A CALM SEA & A PROSPEROUS VOYAGE

Con Millard, RASC Field Butchery Coy

 

I came home for de-mob in the later days of 1947; I had gone out in late ’45 with an infantry battalion – a unit of over six hundred but I came home from a small RASC unit so I was ‘one on my own’. After some brief minutes stowing my gear etc. the tannoy system broadcasts various items of information for the journey followed by requests for various jobs to be allocated – clerical, butcher, baker, cook and such – so I joined the queue and joined the butchers for the journey home. It proved to be very profitable. I got paid in kind, a 14lb ham and 5lb mixture of butter, lard and margarine. As I came off the ship at Liverpool on the 19th December one lad spoke to me, “How have you done? You were with the butchers weren’t you? I was with the bakers and they have baked me a Christmas cake!” Obviously we both did very well. A ‘clam sea and a prosperous voyage’.
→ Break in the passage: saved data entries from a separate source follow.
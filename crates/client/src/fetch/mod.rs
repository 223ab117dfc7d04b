//! Network access for the worker.
//!
//! ### Request model
//! - A `Request` is the descriptor of one intercepted page request:
//!   method, absolute URL, whether it is a navigation, and an optional body.
//!
//! ### Network seam
//! - Strategies only see the `Network` trait. `FetchClient` is the reqwest
//!   implementation; tests substitute scripted networks.
//! - `Ok` means the network produced a response of any status. `Err` means
//!   no response at all (offline, DNS failure, reset, timeout).

pub mod url;

use async_trait::async_trait;
use reqwest::{Client, header};
use std::time::{Duration, Instant};

pub use reqwest::Method;

pub use self::url::{UrlError, is_http, resolve};

use qrsw_core::{AppConfig, Error, ResponsePayload};

/// Accept header sent with navigations.
const NAVIGATE_ACCEPT: &str = "text/html,application/xhtml+xml,application/xml;q=0.9,*/*;q=0.8";

/// Descriptor of one intercepted request.
#[derive(Debug, Clone, PartialEq, Eq)]
pub struct Request {
    pub url: ::url::Url,
    pub method: Method,
    pub navigational: bool,
    pub body: Option<Vec<u8>>,
}

impl Request {
    pub fn new(method: Method, url: ::url::Url) -> Self {
        Self { url, method, navigational: false, body: None }
    }

    /// A plain GET, as issued for scripts, styles and manifest assets.
    pub fn get(url: ::url::Url) -> Self {
        Self::new(Method::GET, url)
    }

    /// A top-level navigation.
    pub fn navigate(url: ::url::Url) -> Self {
        Self { navigational: true, ..Self::get(url) }
    }

    pub fn with_body(mut self, body: impl Into<Vec<u8>>) -> Self {
        self.body = Some(body.into());
        self
    }

    /// Only safe reads are ever written to a cache.
    pub fn is_cacheable(&self) -> bool {
        self.method == Method::GET
    }
}

/// Anything that can turn a request into a response.
#[async_trait]
pub trait Network: Send + Sync {
    /// Perform a single attempt; no retries.
    ///
    /// A body over the size limit is `FetchTooLarge`, which the strategies
    /// handle like an unreachable network.
    async fn fetch(&self, request: &Request) -> Result<ResponsePayload, Error>;
}

/// Configuration for the fetch client.
#[derive(Debug, Clone)]
pub struct FetchConfig {
    /// User agent string (default: "qr-offline/0.1")
    pub user_agent: String,

    /// Maximum response body size in bytes (default: 5MB)
    pub max_bytes: usize,

    /// Request timeout (default: 20s)
    pub timeout: Duration,

    /// Maximum number of redirects to follow (default: 5)
    pub max_redirects: usize,
}

impl Default for FetchConfig {
    fn default() -> Self {
        Self {
            user_agent: "qr-offline/0.1".to_string(),
            max_bytes: 5 * 1024 * 1024,
            timeout: Duration::from_millis(20000),
            max_redirects: 5,
        }
    }
}

impl From<&AppConfig> for FetchConfig {
    fn from(config: &AppConfig) -> Self {
        Self {
            user_agent: config.user_agent.clone(),
            max_bytes: config.max_bytes,
            timeout: config.timeout(),
            ..Default::default()
        }
    }
}

/// reqwest-backed network.
pub struct FetchClient {
    http: Client,
    config: FetchConfig,
}

impl FetchClient {
    /// Create a new fetch client with the given configuration.
    pub fn new(config: FetchConfig) -> Result<Self, Error> {
        let http = Client::builder()
            .user_agent(&config.user_agent)
            .timeout(config.timeout)
            .redirect(reqwest::redirect::Policy::limited(config.max_redirects))
            .use_rustls_tls()
            .gzip(true)
            .brotli(true)
            .deflate(true)
            .build()
            .map_err(|e| Error::Network(format!("failed to build HTTP client: {}", e)))?;

        Ok(Self { http, config })
    }

    /// Get reference to the configuration.
    pub fn config(&self) -> &FetchConfig {
        &self.config
    }
}

#[async_trait]
impl Network for FetchClient {
    async fn fetch(&self, request: &Request) -> Result<ResponsePayload, Error> {
        let start = Instant::now();

        let mut builder = self.http.request(request.method.clone(), request.url.as_str());
        if request.navigational {
            builder = builder.header(header::ACCEPT, NAVIGATE_ACCEPT);
        }
        if let Some(body) = &request.body {
            builder = builder.body(body.clone());
        }

        let response = builder.send().await.map_err(|e| {
            if e.is_timeout() {
                Error::Network(format!("timeout: {}", request.url))
            } else {
                Error::Network(format!("{}: {}", request.url, e))
            }
        })?;

        if let Some(len) = response.content_length()
            && len as usize > self.config.max_bytes
        {
            return Err(Error::FetchTooLarge(format!("{} bytes exceeds {}", len, self.config.max_bytes)));
        }

        let status = response.status();
        let headers: Vec<(String, String)> = response
            .headers()
            .iter()
            .filter_map(|(name, value)| value.to_str().ok().map(|v| (name.as_str().to_string(), v.to_string())))
            .collect();

        let bytes = response
            .bytes()
            .await
            .map_err(|e| Error::Network(format!("failed to read response: {}", e)))?;

        if bytes.len() > self.config.max_bytes {
            return Err(Error::FetchTooLarge(format!("{} bytes exceeds {}", bytes.len(), self.config.max_bytes)));
        }

        tracing::debug!(
            "fetched {} {} -> {} in {}ms ({} bytes)",
            request.method,
            request.url,
            status.as_u16(),
            start.elapsed().as_millis(),
            bytes.len()
        );

        Ok(ResponsePayload {
            status: status.as_u16(),
            status_text: status.canonical_reason().unwrap_or_default().to_string(),
            headers,
            body: bytes.to_vec(),
        })
    }
}

#[cfg(test)]
mod tests {
    use super::*;

    #[test]
    fn test_fetch_config_default() {
        let config = FetchConfig::default();
        assert_eq!(config.user_agent, "qr-offline/0.1");
        assert_eq!(config.max_bytes, 5 * 1024 * 1024);
        assert_eq!(config.timeout, Duration::from_millis(20000));
        assert_eq!(config.max_redirects, 5);
    }

    #[test]
    fn test_fetch_config_from_app_config() {
        let app = AppConfig { user_agent: "custom/1.0".into(), timeout_ms: 1500, ..Default::default() };
        let config = FetchConfig::from(&app);
        assert_eq!(config.user_agent, "custom/1.0");
        assert_eq!(config.timeout, Duration::from_millis(1500));
    }

    #[test]
    fn test_request_constructors() {
        let url = ::url::Url::parse("https://example.com/").unwrap();
        let nav = Request::navigate(url.clone());
        assert!(nav.navigational);
        assert!(nav.is_cacheable());

        let post = Request::new(Method::POST, url).with_body("{}");
        assert!(!post.is_cacheable());
        assert_eq!(post.body.as_deref(), Some(b"{}".as_slice()));
    }

    #[tokio::test]
    async fn test_fetch_client_new() {
        let client = FetchClient::new(FetchConfig::default());
        assert!(client.is_ok());
    }

    #[tokio::test]
    async fn test_fetch_unreachable_is_network_error() {
        let config = FetchConfig { timeout: Duration::from_millis(500), ..Default::default() };
        let client = FetchClient::new(config).unwrap();
        let request = Request::get(::url::Url::parse("http://127.0.0.1:9/unreachable").unwrap());

        let result = client.fetch(&request).await;
        assert!(matches!(result, Err(Error::Network(_))));
    }
}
That might have been so but I wish to relate the day after I arrived home and on the front page of one of the national daily papers we were featured as the last troopship to arrive home in time for Christmas 1947. Some other troopship a couple of so days behind us and still on the Mediterranean was ordered to do a ‘few days of figure eight manoeuvres’ and enjoy a Mediterranean Cruise for Christmas!! If that troopship on the Med Cruise was named I don’t remember the name.

I will always remember the one I was on, it was one of the Bibby liners, the Staffordshire and I have very fond memories of working with some members of the crew, the ships butchers. I think they were all ‘scoucers’, it was a Liverpool ship and they used to remark of “one of Mr Bibbys coolie boats”. At the time I imagined the reference to Mr Bibby as someone in the past tense but it is only some recent time ago when a Mr. Bibby of Liverpool passed away and was revered as a great and generous benefactor to the youth of Liverpool, a provider of sports and youth clubs etc. Can I presume that was the Mr Bibby of the famous liners and troopships like the Lancashire (recently in the Canal Zoners magazine) and, of course, the Staffordshire.